TASK DATA:
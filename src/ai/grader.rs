use std::sync::Arc;
use std::time::Duration;

use serde_json::Value;
use tracing::{debug, warn};

use super::client::{LanguageModel, OllamaClient};
use super::extract::extract_json_object;
use super::normalize::normalize_verdict;
use super::prompt::build_prompt;
use crate::config::LlmConfig;
use crate::errors::{AssignEaseError, Result};
use crate::models::ai_evaluations::entities::EvaluationVerdict;

/// AI 评分器：调用模型、解析并规范化输出，失败时按配置重试
pub struct AiGrader {
    model: Arc<dyn LanguageModel>,
    retries: u32,
    backoff: Duration,
}

impl AiGrader {
    pub fn new(model: Arc<dyn LanguageModel>, retries: u32, backoff: Duration) -> Self {
        Self {
            model,
            retries,
            backoff,
        }
    }

    pub fn from_config(config: &LlmConfig) -> Result<Self> {
        let client = OllamaClient::from_config(config)?;
        Ok(Self::new(
            Arc::new(client),
            config.retries,
            Duration::from_millis(config.retry_backoff_ms),
        ))
    }

    pub fn model_name(&self) -> &str {
        self.model.model_name()
    }

    pub async fn evaluate(&self, question: &str, answer: &str) -> Result<EvaluationVerdict> {
        let prompt = build_prompt(question, answer);
        let mut attempt: u32 = 0;

        loop {
            match self.attempt(&prompt).await {
                Ok(verdict) => return Ok(verdict),
                Err(e) if attempt < self.retries => {
                    attempt += 1;
                    warn!(
                        "AI grading attempt {} failed: {}, retrying",
                        attempt,
                        e.message()
                    );
                    tokio::time::sleep(self.backoff).await;
                }
                Err(e) => {
                    return Err(AssignEaseError::ai_grading(format!(
                        "AI grading failed: {}",
                        e.message()
                    )));
                }
            }
        }
    }

    async fn attempt(&self, prompt: &str) -> Result<EvaluationVerdict> {
        let text = self.model.generate(prompt).await?;
        debug!("LLM response: {}", text);

        let json = extract_json_object(&text).ok_or_else(|| {
            let preview: String = text.chars().take(500).collect();
            AssignEaseError::ai_grading(format!("No JSON found in AI response: {preview}"))
        })?;

        let value: Value = serde_json::from_str(json).map_err(|e| {
            AssignEaseError::ai_grading(format!("Invalid JSON in AI response: {e}"))
        })?;

        match value {
            Value::Object(map) => normalize_verdict(&map),
            other => Err(AssignEaseError::ai_grading(format!(
                "Incomplete AI response: {other}"
            ))),
        }
    }
}
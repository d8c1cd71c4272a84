//! 数据模型定义
//!
//! 业务实体、请求与响应结构，和数据库实体（`entity`）分离。

pub mod ai_evaluations;
pub mod assignments;
pub mod common;
pub mod languages;
pub mod notifications;
pub mod questions;
pub mod submissions;
pub mod test_case_results;
pub mod test_cases;

use serde::{Deserialize, Serialize};

pub use common::pagination::{PaginationInfo, PaginationQuery};
pub use common::response::ApiResponse;

/// 程序启动时间
#[derive(Debug, Clone)]
pub struct AppStartTime {
    pub start_datetime: chrono::DateTime<chrono::Utc>,
}

/// 业务错误码
#[derive(Debug, Clone, Copy, PartialEq, Eq, Serialize, Deserialize)]
#[repr(i32)]
pub enum ErrorCode {
    Success = 0,

    // 通用错误
    BadRequest = 1000,
    NotFound = 1004,
    Conflict = 1009,
    RateLimitExceeded = 1029,
    InternalServerError = 1500,

    // 编程语言
    LanguageNotFound = 2000,
    LanguageCreationFailed = 2001,
    LanguageNotConfigured = 2002,

    // 作业与题目
    AssignmentNotFound = 3000,
    AssignmentCreationFailed = 3001,
    QuestionNotFound = 3010,
    QuestionCreationFailed = 3011,
    TestCaseCreationFailed = 3020,

    // 提交
    SubmissionNotFound = 4000,
    SubmissionCreationFailed = 4001,
    SubmissionAlreadyExists = 4002,
    SubmissionUpdateFailed = 4003,
    SubmissionStatusInvalid = 4004,

    // 评测
    GradingFailed = 5000,
    SandboxUnavailable = 5001,

    // AI 评估
    AiEvaluationNotFound = 6000,
}
//! AssignEase Grader - 编程作业评测编排服务
//!
//! 基于 Actix Web 构建：把学生提交交给代码沙箱（Judge0 / Piston）运行测试用例，
//! 汇总得分，并在后台调用大模型给出错误类型与反馈。
//!
//! # 架构
//! - `ai`: AI 评估（提示词、模型客户端、JSON 提取与归一化、后台任务）
//! - `config`: 配置管理
//! - `entity`: SeaORM 数据库实体
//! - `errors`: 统一错误处理
//! - `events`: 评测事件与通知出站
//! - `grading`: 语言解析与成绩汇总
//! - `middlewares`: 限流中间件
//! - `models`: 数据模型定义
//! - `routes`: API 路由层
//! - `runtime`: 运行时生命周期管理
//! - `sandbox`: 代码执行后端适配
//! - `services`: 业务逻辑层
//! - `storage`: 数据存储层（SeaORM）
//! - `utils`: 工具函数

pub mod ai;
pub mod config;
pub mod entity;
pub mod errors;
pub mod events;
pub mod grading;
pub mod middlewares;
pub mod models;
pub mod routes;
pub mod runtime;
pub mod sandbox;
pub mod services;
pub mod storage;
pub mod utils;
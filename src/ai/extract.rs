/// 从模型输出中取出第一个完整的 JSON 对象
///
/// 按括号配对扫描，字符串字面量内的花括号和转义字符不参与计数。
pub fn extract_json_object(text: &str) -> Option<&str> {
    let start = text.find('{')?;
    let mut depth: usize = 0;
    let mut in_string = false;
    let mut escaped = false;

    for (offset, ch) in text[start..].char_indices() {
        if in_string {
            match ch {
                _ if escaped => escaped = false,
                '\\' => escaped = true,
                '"' => in_string = false,
                _ => {}
            }
            continue;
        }

        match ch {
            '"' => in_string = true,
            '{' => depth += 1,
            '}' => {
                depth -= 1;
                if depth == 0 {
                    return Some(&text[start..start + offset + ch.len_utf8()]);
                }
            }
            _ => {}
        }
    }

    None
}

#[cfg(test)]
mod tests {
    use super::*;

    #[test]
    fn test_plain_object() {
        assert_eq!(
            extract_json_object(r#"{"score": 7}"#),
            Some(r#"{"score": 7}"#)
        );
    }

    #[test]
    fn test_object_surrounded_by_prose() {
        let text = "Here is my verdict:\n{\"score\": 10, \"nested\": {\"a\": 1}}\nThanks! {ignored}";
        assert_eq!(
            extract_json_object(text),
            Some("{\"score\": 10, \"nested\": {\"a\": 1}}")
        );
    }

    #[test]
    fn test_braces_inside_strings_are_ignored() {
        let text = r#"{"feedback": "use } and { carefully \" }", "score": 4} trailing"#;
        assert_eq!(
            extract_json_object(text),
            Some(r#"{"feedback": "use } and { carefully \" }", "score": 4}"#)
        );
    }

    #[test]
    fn test_missing_or_unbalanced() {
        assert_eq!(extract_json_object("no json here"), None);
        assert_eq!(extract_json_object(r#"{"score": 4"#), None);
    }

    #[test]
    fn test_multibyte_text() {
        let text = "结果：{\"feedback\": \"正确\"}。";
        assert_eq!(extract_json_object(text), Some("{\"feedback\": \"正确\"}"));
    }
}
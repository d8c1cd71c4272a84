use config::{Config, ConfigBuilder, ConfigError, Environment, File, builder::DefaultState};
use std::sync::OnceLock;

use super::AppConfig;

static APP_CONFIG: OnceLock<AppConfig> = OnceLock::new();

impl AppConfig {
    /// 加载配置
    pub fn load() -> Result<Self, ConfigError> {
        let mut builder = Self::with_defaults(Config::builder())?
            // 首先加载默认配置文件
            .add_source(File::with_name("config").required(false))
            // 然后根据环境加载特定配置文件
            .add_source(
                File::with_name(&format!(
                    "config.{}",
                    std::env::var("APP_ENV").unwrap_or_else(|_| "development".into())
                ))
                .required(false),
            )
            // 最后加载环境变量覆盖
            .add_source(
                Environment::with_prefix("ASSIGNEASE")
                    .separator("_")
                    .try_parsing(true),
            );

        // 支持从环境变量加载
        builder = builder
            .set_override_option("app.environment", std::env::var("APP_ENV").ok())?
            .set_override_option("app.log_level", std::env::var("RUST_LOG").ok())?
            .set_override_option("server.host", std::env::var("SERVER_HOST").ok())?
            .set_override_option("server.port", std::env::var("SERVER_PORT").ok())?
            .set_override_option("server.unix_socket_path", std::env::var("UNIX_SOCKET").ok())?
            .set_override_option("server.workers", std::env::var("CPU_COUNT").ok())?
            .set_override_option("database.url", std::env::var("DATABASE_URL").ok())?
            .set_override_option("judge0.base_url", std::env::var("JUDGE0_URL").ok())?
            .set_override_option("piston.base_url", std::env::var("PISTON_URL").ok())?
            .set_override_option("llm.endpoint", std::env::var("LLM_ENDPOINT").ok())?
            .set_override_option("llm.model", std::env::var("LLM_MODEL").ok())?
            .set_override_option("grading.backend", std::env::var("GRADING_BACKEND").ok())?;

        let config = builder.build()?;
        let mut app_config: AppConfig = config.try_deserialize()?;

        // 处理工作线程数
        if app_config.server.workers == 0 {
            app_config.server.workers = num_cpus::get().min(app_config.server.max_workers);
        }

        Ok(app_config)
    }

    /// 代码内置默认值
    fn with_defaults(
        builder: ConfigBuilder<DefaultState>,
    ) -> Result<ConfigBuilder<DefaultState>, ConfigError> {
        builder
            .set_default("app.system_name", "AssignEase Grader")?
            .set_default("app.environment", "development")?
            .set_default("app.log_level", "info")?
            .set_default("server.host", "127.0.0.1")?
            .set_default("server.port", 8080)?
            .set_default("server.unix_socket_path", "")?
            .set_default("server.workers", 0)?
            .set_default("server.max_workers", 8)?
            .set_default("server.timeouts.client_request", 5000)?
            .set_default("server.timeouts.client_disconnect", 1000)?
            .set_default("server.timeouts.keep_alive", 30)?
            .set_default("server.limits.max_payload_size", 1_048_576)?
            .set_default("database.url", "assignease.db")?
            .set_default("database.pool_size", 8)?
            .set_default("database.timeout", 30)?
            .set_default("cors.allowed_origins", vec!["*"])?
            .set_default(
                "cors.allowed_methods",
                vec!["GET", "POST", "PUT", "DELETE", "OPTIONS"],
            )?
            .set_default(
                "cors.allowed_headers",
                vec!["Content-Type", "Authorization", "Accept"],
            )?
            .set_default("cors.max_age", 3600)?
            .set_default("judge0.base_url", "http://localhost:2358")?
            .set_default("judge0.request_timeout", 30)?
            .set_default("piston.base_url", "http://localhost:2000")?
            .set_default("piston.request_timeout", 30)?
            .set_default("llm.endpoint", "http://localhost:11434")?
            .set_default("llm.model", "llama3:8b-instruct-q4_0")?
            .set_default("llm.request_timeout", 180)?
            .set_default("llm.retries", 1)?
            .set_default("llm.retry_backoff_ms", 1000)?
            .set_default("llm.num_predict", 256)?
            .set_default("grading.backend", "piston")
    }

    /// 仅由内置默认值构建，不读取配置文件和环境变量
    pub fn from_defaults() -> Result<Self, ConfigError> {
        Self::with_defaults(Config::builder())?
            .build()?
            .try_deserialize()
    }

    /// 获取全局配置实例
    pub fn get() -> &'static AppConfig {
        APP_CONFIG.get_or_init(|| {
            Self::load().unwrap_or_else(|e| {
                eprintln!("Failed to load configuration: {e}");
                std::process::exit(1);
            })
        })
    }

    /// 初始化配置 (在应用启动时调用)
    pub fn init() -> Result<(), ConfigError> {
        let config = Self::load()?;
        APP_CONFIG
            .set(config)
            .map_err(|_| ConfigError::Message("Configuration already initialized".to_string()))?;
        Ok(())
    }

    /// 检查是否为生产环境
    pub fn is_production(&self) -> bool {
        self.app.environment == "production"
    }

    /// 检查是否为开发环境
    pub fn is_development(&self) -> bool {
        self.app.environment == "development"
    }

    /// 获取服务器绑定地址
    pub fn server_bind_address(&self) -> String {
        format!("{}:{}", self.server.host, self.server.port)
    }

    /// 获取 Unix 套接字路径 (如果配置了)
    #[cfg(unix)]
    pub fn unix_socket_path(&self) -> Option<&str> {
        if self.server.unix_socket_path.is_empty() {
            None
        } else {
            Some(&self.server.unix_socket_path)
        }
    }
}

#[cfg(test)]
mod tests {
    use super::*;

    #[test]
    fn test_defaults_deserialize_without_files() {
        let config = AppConfig::from_defaults().expect("defaults should form a complete config");

        assert_eq!(config.grading.backend, "piston");
        assert_eq!(config.llm.model, "llama3:8b-instruct-q4_0");
        assert_eq!(config.llm.retries, 1);
        assert_eq!(config.llm.num_predict, 256);
        assert_eq!(config.piston.request_timeout, 30);
        assert_eq!(config.cors.allowed_origins, vec!["*".to_string()]);
        assert!(config.is_development());
        assert_eq!(config.server_bind_address(), "127.0.0.1:8080");
    }
}
//! 预导入模块，方便使用

pub use super::ai_evaluations::{
    ActiveModel as AiEvaluationActiveModel, Entity as AiEvaluations, Model as AiEvaluationModel,
};
pub use super::assignment_questions::{
    ActiveModel as QuestionActiveModel, Entity as AssignmentQuestions, Model as QuestionModel,
};
pub use super::assignments::{
    ActiveModel as AssignmentActiveModel, Entity as Assignments, Model as AssignmentModel,
};
pub use super::notifications::{
    ActiveModel as NotificationActiveModel, Entity as Notifications, Model as NotificationModel,
};
pub use super::programming_languages::{
    ActiveModel as LanguageActiveModel, Entity as ProgrammingLanguages, Model as LanguageModel,
};
pub use super::submissions::{
    ActiveModel as SubmissionActiveModel, Entity as Submissions, Model as SubmissionModel,
};
pub use super::test_case_results::{
    ActiveModel as TestCaseResultActiveModel, Entity as TestCaseResults,
    Model as TestCaseResultModel,
};
pub use super::test_cases::{
    ActiveModel as TestCaseActiveModel, Entity as TestCases, Model as TestCaseModel,
};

WHAT IS BEING ASKED: The lines to report are those in the material above that contain the word "score"; copy every one of them.

EXERCISE SOLUTION:
            extract_json_object(r#"{"score": 7}"#),
            Some(r#"{"score": 7}"#)
        let text = "Here is my verdict:\n{\"score\": 10, \"nested\": {\"a\": 1}}\nThanks! {ignored}";
            Some("{\"score\": 10, \"nested\": {\"a\": 1}}")
        let text = r#"{"feedback": "use } and { carefully \" }", "score": 4} trailing"#;
            Some(r#"{"feedback": "use } and { carefully \" }", "score": 4}"#)
        assert_eq!(extract_json_object(r#"{"score": 4"#), None);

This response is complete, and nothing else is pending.